(Data provided begins)

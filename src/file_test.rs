use super::*;
use crate::layout::{
    DeviceCategory, DeviceType, Face, GroupLayout, Interface, PlacedDevice, Rack, RackGroup, RackWidth,
};

fn sample() -> Layout {
    let mut layout = Layout::new("Lab");
    let mut rack = Rack::new("R1", 42);
    rack.width = RackWidth::TwentyThree;
    rack.desc_units = true;
    let mut device = PlacedDevice::new("acme-box", 6, Face::Rear);
    device.name = Some("box-01".into());
    device.ip = Some("10.0.0.9".into());
    rack.devices.push(device);
    rack.devices.push(PlacedDevice::new("server-1u", 12, Face::Front));
    layout.rack_groups.push(RackGroup {
        id: identity::new_id(),
        name: "Row".into(),
        rack_ids: vec![rack.id.clone()],
        layout: GroupLayout::Row,
    });
    layout.racks.push(rack);

    let mut dt = DeviceType::new("acme-box", 0.5, DeviceCategory::Network);
    dt.manufacturer = Some("Acme".into());
    dt.is_full_depth = false;
    dt.interfaces.push(Interface { name: "eth0".into(), kind: "copper".into(), mgmt_only: None });
    layout.device_types.push(dt);
    layout
}

#[test]
fn round_trip_preserves_layout() {
    let layout = sample();
    let text = to_yaml(&layout).unwrap();
    assert_eq!(from_yaml(&text).unwrap(), layout);
}

#[test]
fn yaml_uses_wire_names() {
    let text = to_yaml(&sample()).unwrap();
    assert!(text.contains("face: rear"));
    assert!(text.contains("width: 23"));
    assert!(text.contains("layout: row"));
    assert!(text.contains("category: network"));
    assert!(text.contains("type: copper"));
    assert!(!text.contains("notes:"));
}

#[test]
fn minimal_document_gets_defaults() {
    let text = "name: Minimal\nracks:\n  - id: r1\n    name: A\n    height: 12\n";
    let layout = from_yaml(text).unwrap();
    assert_eq!(layout.name, "Minimal");
    assert_eq!(layout.version, LAYOUT_FORMAT_VERSION);
    assert!(identity::is_valid_uuid(&layout.id));
    let rack = &layout.racks[0];
    assert_eq!(rack.width, RackWidth::Nineteen);
    assert_eq!(rack.starting_unit, 1);
    assert!(rack.devices.is_empty());
}

#[test]
fn valid_id_is_kept_and_malformed_id_replaced() {
    let kept = from_yaml("id: \"123e4567-e89b-12d3-a456-426614174000\"\nname: A\n").unwrap();
    assert_eq!(kept.id, "123e4567-e89b-12d3-a456-426614174000");

    let replaced = from_yaml("id: \"{123e4567-e89b-12d3-a456-426614174000}\"\nname: A\n").unwrap();
    assert!(identity::is_valid_uuid(&replaced.id));
    assert_ne!(replaced.id, "{123e4567-e89b-12d3-a456-426614174000}");
}

#[test]
fn malformed_documents_are_rejected() {
    let err = from_yaml("racks: [").unwrap_err();
    assert_eq!(err.error_code(), "E_LAYOUT_PARSE");
    assert!(!err.retryable());

    assert!(from_yaml("name: A\nracks:\n  - id: r1\n    name: A\n    height: 12\n    width: 17\n").is_err());
}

(Data provided ends)

* Task brief:
Give back the complete data, each line unchanged.

* Result of the task:
filename src/file_test.rs
use super::*;
use crate::layout::{
    DeviceCategory, DeviceType, Face, GroupLayout, Interface, PlacedDevice, Rack, RackGroup, RackWidth,
};

fn sample() -> Layout {
    let mut layout = Layout::new("Lab");
    let mut rack = Rack::new("R1", 42);
    rack.width = RackWidth::TwentyThree;
    rack.desc_units = true;
    let mut device = PlacedDevice::new("acme-box", 6, Face::Rear);
    device.name = Some("box-01".into());
    device.ip = Some("10.0.0.9".into());
    rack.devices.push(device);
    rack.devices.push(PlacedDevice::new("server-1u", 12, Face::Front));
    layout.rack_groups.push(RackGroup {
        id: identity::new_id(),
        name: "Row".into(),
        rack_ids: vec![rack.id.clone()],
        layout: GroupLayout::Row,
    });
    layout.racks.push(rack);

    let mut dt = DeviceType::new("acme-box", 0.5, DeviceCategory::Network);
    dt.manufacturer = Some("Acme".into());
    dt.is_full_depth = false;
    dt.interfaces.push(Interface { name: "eth0".into(), kind: "copper".into(), mgmt_only: None });
    layout.device_types.push(dt);
    layout
}

#[test]
fn round_trip_preserves_layout() {
    let layout = sample();
    let text = to_yaml(&layout).unwrap();
    assert_eq!(from_yaml(&text).unwrap(), layout);
}

#[test]
fn yaml_uses_wire_names() {
    let text = to_yaml(&sample()).unwrap();
    assert!(text.contains("face: rear"));
    assert!(text.contains("width: 23"));
    assert!(text.contains("layout: row"));
    assert!(text.contains("category: network"));
    assert!(text.contains("type: copper"));
    assert!(!text.contains("notes:"));
}

#[test]
fn minimal_document_gets_defaults() {
    let text = "name: Minimal\nracks:\n  - id: r1\n    name: A\n    height: 12\n";
    let layout = from_yaml(text).unwrap();
    assert_eq!(layout.name, "Minimal");
    assert_eq!(layout.version, LAYOUT_FORMAT_VERSION);
    assert!(identity::is_valid_uuid(&layout.id));
    let rack = &layout.racks[0];
    assert_eq!(rack.width, RackWidth::Nineteen);
    assert_eq!(rack.starting_unit, 1);
    assert!(rack.devices.is_empty());
}

#[test]
fn valid_id_is_kept_and_malformed_id_replaced() {
    let kept = from_yaml("id: \"123e4567-e89b-12d3-a456-426614174000\"\nname: A\n").unwrap();
    assert_eq!(kept.id, "123e4567-e89b-12d3-a456-426614174000");

    let replaced = from_yaml("id: \"{123e4567-e89b-12d3-a456-426614174000}\"\nname: A\n").unwrap();
    assert!(identity::is_valid_uuid(&replaced.id));
    assert_ne!(replaced.id, "{123e4567-e89b-12d3-a456-426614174000}");
}

#[test]
fn malformed_documents_are_rejected() {
    let err = from_yaml("racks: [").unwrap_err();
    assert_eq!(err.error_code(), "E_LAYOUT_PARSE");
    assert!(!err.retryable());

    assert!(from_yaml("name: A\nracks:\n  - id: r1\n    name: A\n    height: 12\n    width: 17\n").is_err());
}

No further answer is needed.